Given entries
*****

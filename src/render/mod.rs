mod braille;
mod halfblock;

pub use braille::BrailleRenderer;
pub use halfblock::HalfBlockRenderer;

use crate::config::RendererMode;
use std::io::Write;

pub struct Frame<'a> {
    pub term_cols: u16,
    pub term_rows: u16,
    pub visual_rows: u16,
    pub pixel_width: usize,
    pub pixel_height: usize,
    pub pixels_rgba: &'a [u8],
    pub hud: &'a str,
    pub hud_rows: u16,
    /// Paint the HUD in the warning colour (capture stopped or signal degraded).
    pub hud_alert: bool,
    pub overlay: Option<&'a str>,
    pub sync_updates: bool,
}

pub trait Renderer {
    fn name(&self) -> &'static str;
    fn render(&mut self, frame: &Frame<'_>, out: &mut dyn Write) -> anyhow::Result<()>;
}

pub fn make_renderer(mode: RendererMode) -> Box<dyn Renderer> {
    match mode {
        RendererMode::HalfBlock => Box::new(HalfBlockRenderer::new()),
        RendererMode::Braille => Box::new(BrailleRenderer::new()),
    }
}

/// Validate the frame geometry and open a synchronized paint.
///
/// Returns `(cols, visual_rows)` or `None` when there is nothing to draw.
pub(crate) fn text_frame_begin(
    frame: &Frame<'_>,
    cell_w: usize,
    cell_h: usize,
    out: &mut dyn Write,
) -> anyhow::Result<Option<(usize, usize)>> {
    let cols = frame.term_cols as usize;
    let visual_rows = frame.visual_rows as usize;
    let w = frame.pixel_width;
    let h = frame.pixel_height;

    if cols == 0 || visual_rows == 0 || w == 0 || h == 0 {
        return Ok(None);
    }
    if w != cols.saturating_mul(cell_w) || h != visual_rows.saturating_mul(cell_h) {
        // Geometry changed under us; the next resize fixes it.
        return Ok(None);
    }

    let need = w.saturating_mul(h).saturating_mul(4);
    if frame.pixels_rgba.len() < need {
        sync_begin(frame, out)?;
        out.write_all(b"\x1b[H\x1b[0m\x1b[2J")?;
        write!(
            out,
            "pixel buffer too small (need {}, got {})",
            need,
            frame.pixels_rgba.len()
        )?;
        sync_end(frame, out)?;
        out.flush()?;
        return Ok(None);
    }

    sync_begin(frame, out)?;
    // Home, reset, and no autowrap while painting full-width rows.
    out.write_all(b"\x1b[H\x1b[0m\x1b[?7l")?;
    Ok(Some((cols, visual_rows)))
}

/// HUD rows, overlay popup, restore autowrap, close the synchronized paint.
pub(crate) fn text_frame_end(
    frame: &Frame<'_>,
    cols: usize,
    visual_rows: usize,
    out: &mut dyn Write,
) -> anyhow::Result<()> {
    let mut hud_lines = frame.hud.lines();
    for i in 0..(frame.hud_rows as usize) {
        write_hud_line(out, visual_rows + i + 1, cols, hud_lines.next(), frame.hud_alert)?;
    }

    if let Some(text) = frame.overlay {
        draw_overlay_popup(out, frame.term_cols, frame.term_rows, text)?;
    }

    out.write_all(b"\x1b[?7h")?;
    sync_end(frame, out)?;
    out.flush()?;
    Ok(())
}

pub(crate) fn write_hud_line(
    out: &mut dyn Write,
    row: usize,
    cols: usize,
    line: Option<&str>,
    alert: bool,
) -> anyhow::Result<()> {
    write!(out, "\x1b[{};1H\x1b[0m\x1b[2K", row)?;
    let Some(line) = line else {
        return Ok(());
    };
    if alert {
        out.write_all(b"\x1b[38;2;255;196;92m")?;
    } else {
        out.write_all(b"\x1b[38;2;196;206;224m")?;
    }
    let clipped: String = line.chars().take(cols).collect();
    out.write_all(clipped.as_bytes())?;
    out.write_all(b"\x1b[0m")?;
    Ok(())
}

pub(crate) fn write_colors(
    out: &mut dyn Write,
    last_fg: &mut Option<(u8, u8, u8)>,
    last_bg: &mut Option<(u8, u8, u8)>,
    fg: (u8, u8, u8),
    bg: (u8, u8, u8),
) -> anyhow::Result<()> {
    if *last_fg != Some(fg) {
        write!(out, "\x1b[38;2;{};{};{}m", fg.0, fg.1, fg.2)?;
        *last_fg = Some(fg);
    }
    if *last_bg != Some(bg) {
        write!(out, "\x1b[48;2;{};{};{}m", bg.0, bg.1, bg.2)?;
        *last_bg = Some(bg);
    }
    Ok(())
}

fn sync_begin(frame: &Frame<'_>, out: &mut dyn Write) -> anyhow::Result<()> {
    if frame.sync_updates {
        out.write_all(b"\x1b[?2026h")?;
    }
    Ok(())
}

fn sync_end(frame: &Frame<'_>, out: &mut dyn Write) -> anyhow::Result<()> {
    if frame.sync_updates {
        out.write_all(b"\x1b[?2026l")?;
    }
    Ok(())
}

pub fn draw_overlay_popup(
    out: &mut dyn Write,
    term_cols: u16,
    term_rows: u16,
    text: &str,
) -> anyhow::Result<()> {
    if text.trim().is_empty() {
        return Ok(());
    }

    let cols = term_cols as usize;
    let rows = term_rows as usize;
    if cols < 8 || rows < 4 {
        return Ok(());
    }

    let max_inner_w = cols.saturating_sub(6).max(1);
    let mut lines: Vec<String> = Vec::new();
    for raw in text.lines() {
        if raw.is_empty() {
            lines.push(String::new());
            continue;
        }
        let chars: Vec<char> = raw.chars().collect();
        for chunk in chars.chunks(max_inner_w) {
            lines.push(chunk.iter().collect());
        }
    }
    if lines.is_empty() {
        return Ok(());
    }

    let inner_w = lines
        .iter()
        .map(|l| l.chars().count())
        .max()
        .unwrap_or(0)
        .clamp(1, max_inner_w);
    let box_w = (inner_w + 4).min(cols.saturating_sub(2)).max(4);
    let inner_w = box_w.saturating_sub(4);
    let body_h = lines.len().min(rows.saturating_sub(3).max(1));
    let box_h = (body_h + 2).min(rows.saturating_sub(1)).max(3);

    let start_col = (cols.saturating_sub(box_w)) / 2 + 1;
    let start_row = (rows.saturating_sub(box_h)) / 2 + 1;

    let horiz = "-".repeat(box_w.saturating_sub(2));
    let blank = " ".repeat(inner_w);

    out.write_all(b"\x1b[0m\x1b[38;2;236;242;255m\x1b[48;2;10;14;24m")?;
    write!(out, "\x1b[{};{}H+{}+", start_row, start_col, horiz)?;
    for (i, line) in lines.iter().take(body_h).enumerate() {
        let row = start_row + 1 + i;
        write!(out, "\x1b[{};{}H| {} |", row, start_col, blank)?;
        if i == 0 {
            write!(
                out,
                "\x1b[{};{}H\x1b[1m\x1b[38;2;255;236;160m{}\x1b[22m\x1b[38;2;236;242;255m",
                row,
                start_col + 2,
                line
            )?;
        } else {
            write!(out, "\x1b[{};{}H{}", row, start_col + 2, line)?;
        }
    }
    write!(out, "\x1b[{};{}H+{}+", start_row + box_h - 1, start_col, horiz)?;
    out.write_all(b"\x1b[0m")?;
    Ok(())
}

*****

Your task
Once you reach the line with "let chars: Vec<char>" in the data above, copy it and every line after it exactly, up to and including the line with "let inner_w = box_w.saturating_sub(4);".

Written response
        let chars: Vec<char> = raw.chars().collect();
        for chunk in chars.chunks(max_inner_w) {
            lines.push(chunk.iter().collect());
        }
    }
    if lines.is_empty() {
        return Ok(());
    }

    let inner_w = lines
        .iter()
        .map(|l| l.chars().count())
        .max()
        .unwrap_or(0)
        .clamp(1, max_inner_w);
    let box_w = (inner_w + 4).min(cols.saturating_sub(2)).max(4);
    let inner_w = box_w.saturating_sub(4);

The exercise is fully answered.